◆ TASK DESCRIPTION
From the data below, return the exact lines starting at the line containing "per feed edit" and ending at the line containing "report.generation += 1;", both included, and nothing else.

######

//! Satellite synchronization: rebuilds every satellite group from the feed

use bevy::prelude::*;
use rand::Rng;

use crate::animation::FrameLoop;
use crate::animation::systems::marker_position;
use crate::core::coordinates::orbital_plane_rotation;
use crate::feed::{SatelliteFeed, SatelliteKind};
use crate::satellite::components::{MarkerRef, OrbitSpeed, SatelliteGroup, SatelliteMarker};
use crate::satellite::error::SyncError;
use crate::satellite::resources::{OrbitAngles, OrbitRng, SyncReport};
use crate::visualization::{Billboard, Earth, OrbitPath, SceneAssets, VisualizationConfig};

/// Everything needed to spawn one satellite group
#[derive(Debug, Clone, PartialEq)]
pub struct GroupPlan {
    pub id: String,
    pub name: String,
    pub kind: SatelliteKind,
    pub rotation: Quat,
    pub speed: OrbitSpeed,
    pub selected: bool,
}

/// Turn the feed into one group plan per satellite, in feed order
///
/// All types are validated before any orbit plane is assigned, so a rejected
/// feed leaves `angles` untouched.
pub fn plan_groups<R: Rng>(
    feed: &SatelliteFeed,
    angles: &mut OrbitAngles,
    rng: &mut R,
) -> Result<Vec<GroupPlan>, SyncError> {
    let kinds = feed
        .satellites
        .iter()
        .map(|sat| sat.parsed_kind())
        .collect::<Result<Vec<_>, _>>()?;

    let plans = feed
        .satellites
        .iter()
        .zip(kinds)
        .map(|(sat, kind)| {
            let plane = angles.get_or_insert(&sat.id, rng);
            GroupPlan {
                id: sat.id.clone(),
                name: sat.name.clone(),
                kind,
                rotation: orbital_plane_rotation(
                    plane.longitude,
                    plane.latitude,
                    sat.angle.to_radians(),
                ),
                speed: OrbitSpeed::from_reverse(sat.reverse),
                selected: feed.is_selected(&sat.id),
            }
        })
        .collect();
    Ok(plans)
}

/// Replace all satellite groups when the feed changed or the scene was just mounted
#[allow(clippy::too_many_arguments)]
pub fn synchronize_satellites_system(
    mut commands: Commands,
    feed: Res<SatelliteFeed>,
    scene: Option<Res<SceneAssets>>,
    config: Res<VisualizationConfig>,
    frame_loop: Option<Res<FrameLoop>>,
    mut angles: ResMut<OrbitAngles>,
    mut rng: ResMut<OrbitRng>,
    mut report: ResMut<SyncReport>,
    earth: Query<Entity, With<Earth>>,
    groups: Query<Entity, With<SatelliteGroup>>,
) {
    let Some(scene) = scene else {
        return;
    };
    if !feed.is_changed() && !scene.is_added() {
        return;
    }
    let Ok(earth) = earth.single() else {
        warn!("synchronize_satellites_system: earth entity not found");
        return;
    };

    let plans = match plan_groups(&feed, &mut angles, &mut rng.0) {
        Ok(plans) => plans,
        Err(err) => {
            // one log line per distinct failure, not per feed edit
            if report.last_error.as_ref() != Some(&err) {
                error!("Satellite synchronization rejected: {}", err);
            }
            report.last_error = Some(err);
            return;
        }
    };

    for entity in &groups {
        commands.entity(entity).despawn();
    }

    let elapsed_ms = frame_loop.map(|l| l.elapsed_ms()).unwrap_or(0.0);
    for plan in &plans {
        spawn_group(&mut commands, earth, plan, &scene, &config, elapsed_ms);
    }

    report.generation += 1;
    report.group_count = plans.len();
    report.last_error = None;
    debug!(
        "Synchronized {} satellites (generation {})",
        report.group_count,
        report.generation
    );
}

/// Spawn a group under `earth` with its marker and orbit path
fn spawn_group(
    commands: &mut Commands,
    earth: Entity,
    plan: &GroupPlan,
    scene: &SceneAssets,
    config: &VisualizationConfig,
    elapsed_ms: f32,
) -> Entity {
    let group = commands
        .spawn((
            SatelliteGroup {
                id: plan.id.clone(),
            },
            plan.speed,
            Transform::from_rotation(plan.rotation),
            Visibility::Inherited,
            ChildOf(earth),
            Name::new(plan.name.clone()),
        ))
        .id();

    let marker = commands
        .spawn((
            Mesh3d(scene.marker_mesh.clone()),
            MeshMaterial3d(scene.marker_material(plan.kind, plan.selected)),
            Transform::from_translation(marker_position(
                config.orbit_radius,
                plan.speed.0,
                elapsed_ms,
                config.orbit_rate,
            ))
            .with_scale(Vec3::splat(config.marker_scale)),
            SatelliteMarker,
            Billboard,
            ChildOf(group),
        ))
        .id();

    commands.spawn((
        Mesh3d(scene.orbit_path_mesh.clone()),
        MeshMaterial3d(scene.path_material(plan.selected)),
        Transform::IDENTITY,
        OrbitPath,
        ChildOf(group),
    ));

    commands.entity(group).insert(MarkerRef(marker));
    group
}

/// Orbit planes live as long as one mount
pub fn forget_orbit_angles(mut angles: ResMut<OrbitAngles>) {
    if angles.is_empty() {
        return;
    }
    debug!("Forgetting {} orbit planes", angles.len());
    angles.clear();
}

#[cfg(test)]
mod tests {
    use super::*;
    use crate::feed::SatelliteInfo;
    use rand::SeedableRng;
    use rand::rngs::StdRng;

    fn sat(id: &str, kind: SatelliteKind, reverse: bool) -> SatelliteInfo {
        SatelliteInfo::new(id, id, 30.0, kind, reverse)
    }

    fn feed(sats: Vec<SatelliteInfo>, selected: Option<&str>) -> SatelliteFeed {
        SatelliteFeed {
            satellites: sats,
            selected: selected.map(str::to_string),
        }
    }

    #[test]
    fn test_one_plan_per_satellite() {
        let mut rng = StdRng::seed_from_u64(11);
        let mut angles = OrbitAngles::default();
        let f = feed(
            vec![
                sat("a", SatelliteKind::Science, false),
                sat("b", SatelliteKind::Military, true),
                sat("c", SatelliteKind::Communication, false),
            ],
            None,
        );
        let plans = plan_groups(&f, &mut angles, &mut rng).expect("valid feed");
        assert_eq!(plans.len(), 3);
        assert_eq!(
            plans.iter().map(|p| p.id.as_str()).collect::<Vec<_>>(),
            ["a", "b", "c"]
        );
        assert_eq!(plans[0].speed, OrbitSpeed(1.0));
        assert_eq!(plans[1].speed, OrbitSpeed(-1.0));
    }

    #[test]
    fn test_planes_stable_across_resync_and_reorder() {
        let mut rng = StdRng::seed_from_u64(5);
        let mut angles = OrbitAngles::default();
        let first = plan_groups(
            &feed(
                vec![
                    sat("a", SatelliteKind::Science, false),
                    sat("b", SatelliteKind::Science, false),
                ],
                None,
            ),
            &mut angles,
            &mut rng,
        )
        .expect("valid feed");

        let reordered = plan_groups(
            &feed(
                vec![
                    sat("b", SatelliteKind::Science, false),
                    sat("a", SatelliteKind::Science, false),
                ],
                Some("a"),
            ),
            &mut angles,
            &mut rng,
        )
        .expect("valid feed");

        assert_eq!(first[0].rotation, reordered[1].rotation);
        assert_eq!(first[1].rotation, reordered[0].rotation);
    }

    #[test]
    fn test_plane_survives_absence() {
        let mut rng = StdRng::seed_from_u64(9);
        let mut angles = OrbitAngles::default();
        let with_a = feed(vec![sat("a", SatelliteKind::Science, false)], None);
        let without_a = feed(vec![sat("b", SatelliteKind::Science, false)], None);

        let before = plan_groups(&with_a, &mut angles, &mut rng).expect("valid feed");
        plan_groups(&without_a, &mut angles, &mut rng).expect("valid feed");
        let after = plan_groups(&with_a, &mut angles, &mut rng).expect("valid feed");
        assert_eq!(before[0].rotation, after[0].rotation);
    }

    #[test]
    fn test_selection_marks_exactly_one() {
        let mut rng = StdRng::seed_from_u64(2);
        let mut angles = OrbitAngles::default();
        let sats = vec![
            sat("a", SatelliteKind::Science, false),
            sat("b", SatelliteKind::Science, false),
            sat("c", SatelliteKind::Science, false),
        ];

        let plans =
            plan_groups(&feed(sats.clone(), Some("b")), &mut angles, &mut rng).expect("valid");
        let selected: Vec<_> = plans.iter().filter(|p| p.selected).map(|p| &p.id).collect();
        assert_eq!(selected, ["b"]);

        let plans = plan_groups(&feed(sats, Some("zzz")), &mut angles, &mut rng).expect("valid");
        assert!(plans.iter().all(|p| !p.selected));
    }

    #[test]
    fn test_inclination_is_third_rotation() {
        let mut rng = StdRng::seed_from_u64(4);
        let mut angles = OrbitAngles::default();
        let mut s = sat("a", SatelliteKind::Science, false);
        s.angle = 90.0;
        let plans = plan_groups(&feed(vec![s], None), &mut angles, &mut rng).expect("valid");

        let plane = angles.get("a").expect("plane assigned");
        let expected = orbital_plane_rotation(
            plane.longitude,
            plane.latitude,
            std::f32::consts::FRAC_PI_2,
        );
        assert!(plans[0].rotation.abs_diff_eq(expected, 1e-6));
    }

    #[test]
    fn test_unknown_type_rejects_whole_feed() {
        let mut rng = StdRng::seed_from_u64(8);
        let mut angles = OrbitAngles::default();
        let mut bad = sat("bad", SatelliteKind::Science, false);
        bad.kind = "weather".to_string();

        let err = plan_groups(
            &feed(vec![sat("good", SatelliteKind::Science, false), bad], None),
            &mut angles,
            &mut rng,
        )
        .unwrap_err();
        assert_eq!(
            err,
            SyncError::UnknownSatelliteType {
                id: "bad".to_string(),
                kind: "weather".to_string()
            }
        );
        assert!(angles.is_empty(), "rejected feed must not assign planes");
    }

    #[test]
    fn test_empty_feed() {
        let mut rng = StdRng::seed_from_u64(1);
        let mut angles = OrbitAngles::default();
        let plans = plan_groups(&feed(vec![], Some("a")), &mut angles, &mut rng).expect("valid");
        assert!(plans.is_empty());
    }
}
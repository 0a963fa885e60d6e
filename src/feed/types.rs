//! Satellite input records and the feed resource

use bevy::prelude::*;
use serde::{Deserialize, Serialize};
use std::fmt;

use crate::satellite::SyncError;

/// One satellite as supplied by the host
#[derive(Debug, Clone, PartialEq, Serialize, Deserialize)]
pub struct SatelliteInfo {
    pub id: String,
    pub name: String,
    /// Inclination of the orbital plane in degrees
    pub angle: f32,
    /// Satellite type name, parsed into [`SatelliteKind`] when the scene is synchronized
    #[serde(rename = "type")]
    pub kind: String,
    #[serde(default)]
    pub reverse: bool,
}

impl SatelliteInfo {
    pub fn new(id: &str, name: &str, angle: f32, kind: SatelliteKind, reverse: bool) -> Self {
        Self {
            id: id.to_string(),
            name: name.to_string(),
            angle,
            kind: kind.as_str().to_string(),
            reverse,
        }
    }

    pub fn parsed_kind(&self) -> Result<SatelliteKind, SyncError> {
        SatelliteKind::parse(&self.kind).ok_or_else(|| SyncError::UnknownSatelliteType {
            id: self.id.clone(),
            kind: self.kind.clone(),
        })
    }
}

/// Satellite type, selects the marker icon
#[derive(Debug, Clone, Copy, PartialEq, Eq, Hash)]
pub enum SatelliteKind {
    Communication,
    Military,
    Science,
}

impl SatelliteKind {
    pub const ALL: [SatelliteKind; 3] = [
        SatelliteKind::Communication,
        SatelliteKind::Military,
        SatelliteKind::Science,
    ];

    pub fn as_str(self) -> &'static str {
        match self {
            SatelliteKind::Communication => "communication",
            SatelliteKind::Military => "military",
            SatelliteKind::Science => "science",
        }
    }

    /// Position in [`SatelliteKind::ALL`]
    pub fn index(self) -> usize {
        self as usize
    }

    pub fn parse(name: &str) -> Option<Self> {
        Self::ALL.into_iter().find(|kind| kind.as_str() == name)
    }
}

impl fmt::Display for SatelliteKind {
    fn fmt(&self, f: &mut fmt::Formatter<'_>) -> fmt::Result {
        f.write_str(self.as_str())
    }
}

/// The inputs of the view: which satellites to show and which one is selected
///
/// Any mutable access marks the resource as changed, which triggers a full
/// rebuild of the satellite groups.
#[derive(Resource, Debug, Clone, Default, PartialEq)]
pub struct SatelliteFeed {
    pub satellites: Vec<SatelliteInfo>,
    pub selected: Option<String>,
}

impl SatelliteFeed {
    pub fn is_selected(&self, id: &str) -> bool {
        self.selected.as_deref() == Some(id)
    }
}

/// On-disk representation of a feed
#[derive(Debug, Clone, Default, Serialize, Deserialize)]
#[serde(rename_all = "camelCase")]
pub struct FeedFile {
    pub satellites: Vec<SatelliteInfo>,
    #[serde(default)]
    pub selected_satellite_id: Option<String>,
}

impl From<FeedFile> for SatelliteFeed {
    fn from(file: FeedFile) -> Self {
        Self {
            satellites: file.satellites,
            selected: file.selected_satellite_id,
        }
    }
}
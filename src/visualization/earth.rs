use bevy::asset::RenderAssetUsages;
use bevy::mesh::PrimitiveTopology;
use bevy::prelude::*;
use std::collections::HashSet;
use std::f32::consts::PI;

/// Marker component for the globe; satellite groups are its children
#[derive(Component)]
pub struct Earth;

/// Build a line-list mesh with every edge of a triangulated UV sphere
///
/// Vertices follow the usual UV sphere layout: `width_segments + 1` columns
/// by `height_segments + 1` rows, with the first and last rows collapsed onto
/// the poles. Edges that coincide in space (shared by two triangles, on the
/// texture seam or fanning out of a pole) appear once and zero-length edges
/// are dropped.
pub fn generate_wireframe_sphere(radius: f32, width_segments: u32, height_segments: u32) -> Mesh {
    let (positions, normals) = wireframe_sphere_lines(radius, width_segments, height_segments);

    let mut mesh = Mesh::new(PrimitiveTopology::LineList, RenderAssetUsages::default());
    mesh.insert_attribute(Mesh::ATTRIBUTE_POSITION, positions);
    mesh.insert_attribute(Mesh::ATTRIBUTE_NORMAL, normals);
    mesh
}

/// Line-list vertex positions and outward normals for a wireframe sphere
pub fn wireframe_sphere_lines(
    radius: f32,
    width_segments: u32,
    height_segments: u32,
) -> (Vec<Vec3>, Vec<Vec3>) {
    let width_segments = width_segments.max(3);
    let height_segments = height_segments.max(2);

    let mut grid: Vec<Vec<u32>> = Vec::with_capacity(height_segments as usize + 1);
    let mut vertices = Vec::new();
    for iy in 0..=height_segments {
        let v = iy as f32 / height_segments as f32;
        let mut row = Vec::with_capacity(width_segments as usize + 1);
        for ix in 0..=width_segments {
            let u = ix as f32 / width_segments as f32;
            vertices.push(Vec3::new(
                -radius * (u * 2.0 * PI).cos() * (v * PI).sin(),
                radius * (v * PI).cos(),
                radius * (u * 2.0 * PI).sin() * (v * PI).sin(),
            ));
            row.push(vertices.len() as u32 - 1);
        }
        grid.push(row);
    }

    // Same triangle split as a solid sphere, so the wireframe shows the diagonals too
    let mut triangles: Vec<[u32; 3]> = Vec::new();
    for iy in 0..height_segments as usize {
        for ix in 0..width_segments as usize {
            let a = grid[iy][ix + 1];
            let b = grid[iy][ix];
            let c = grid[iy + 1][ix];
            let d = grid[iy + 1][ix + 1];
            if iy != 0 {
                triangles.push([a, b, d]);
            }
            if iy != height_segments as usize - 1 {
                triangles.push([b, c, d]);
            }
        }
    }

    let mut seen: HashSet<([i32; 3], [i32; 3])> = HashSet::new();
    let mut positions = Vec::new();
    let mut normals = Vec::new();
    for triangle in &triangles {
        for (i0, i1) in [
            (triangle[0], triangle[1]),
            (triangle[1], triangle[2]),
            (triangle[2], triangle[0]),
        ] {
            let p0 = vertices[i0 as usize];
            let p1 = vertices[i1 as usize];
            let (k0, k1) = (quantize(p0, radius), quantize(p1, radius));
            if k0 == k1 {
                continue;
            }
            let key = if k0 < k1 { (k0, k1) } else { (k1, k0) };
            if !seen.insert(key) {
                continue;
            }
            positions.extend_from_slice(&[p0, p1]);
            normals.extend_from_slice(&[p0.normalize_or_zero(), p1.normalize_or_zero()]);
        }
    }

    (positions, normals)
}

fn quantize(p: Vec3, radius: f32) -> [i32; 3] {
    (p / radius.max(f32::EPSILON) * 1e4).round().as_ivec3().to_array()
}

#[cfg(test)]
mod tests {
    use super::*;

    #[test]
    fn test_every_vertex_on_sphere() {
        let (positions, normals) = wireframe_sphere_lines(1.08, 16, 12);
        assert_eq!(positions.len(), normals.len());
        assert_eq!(positions.len() % 2, 0, "line list must hold whole segments");
        for p in &positions {
            assert!((p.length() - 1.08).abs() < 1e-4, "vertex off sphere: {:?}", p);
        }
    }

    #[test]
    fn test_no_degenerate_or_duplicate_segments() {
        let (positions, _) = wireframe_sphere_lines(1.0, 16, 12);
        let mut keys = HashSet::new();
        for segment in positions.chunks(2) {
            assert!(segment[0].distance(segment[1]) > 1e-4);
            let a = quantize(segment[0], 1.0);
            let b = quantize(segment[1], 1.0);
            let key = if a < b { (a, b) } else { (b, a) };
            assert!(keys.insert(key), "duplicate edge");
        }
    }

    #[test]
    fn test_segment_count_grows_with_subdivision() {
        let (coarse, _) = wireframe_sphere_lines(1.0, 8, 6);
        let (fine, _) = wireframe_sphere_lines(1.0, 16, 12);
        assert!(fine.len() > coarse.len());
    }

    #[test]
    fn test_mesh_is_line_list() {
        let mesh = generate_wireframe_sphere(1.08, 16, 12);
        assert_eq!(mesh.primitive_topology(), PrimitiveTopology::LineList);
        assert!(mesh.attribute(Mesh::ATTRIBUTE_POSITION).is_some());
    }
}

######

◆ RESPONSE BOX
            // one log line per distinct failure, not per feed edit
            if report.last_error.as_ref() != Some(&err) {
                error!("Satellite synchronization rejected: {}", err);
            }
            report.last_error = Some(err);
            return;
        }
    };

    for entity in &groups {
        commands.entity(entity).despawn();
    }

    let elapsed_ms = frame_loop.map(|l| l.elapsed_ms()).unwrap_or(0.0);
    for plan in &plans {
        spawn_group(&mut commands, earth, plan, &scene, &config, elapsed_ms);
    }

    report.generation += 1;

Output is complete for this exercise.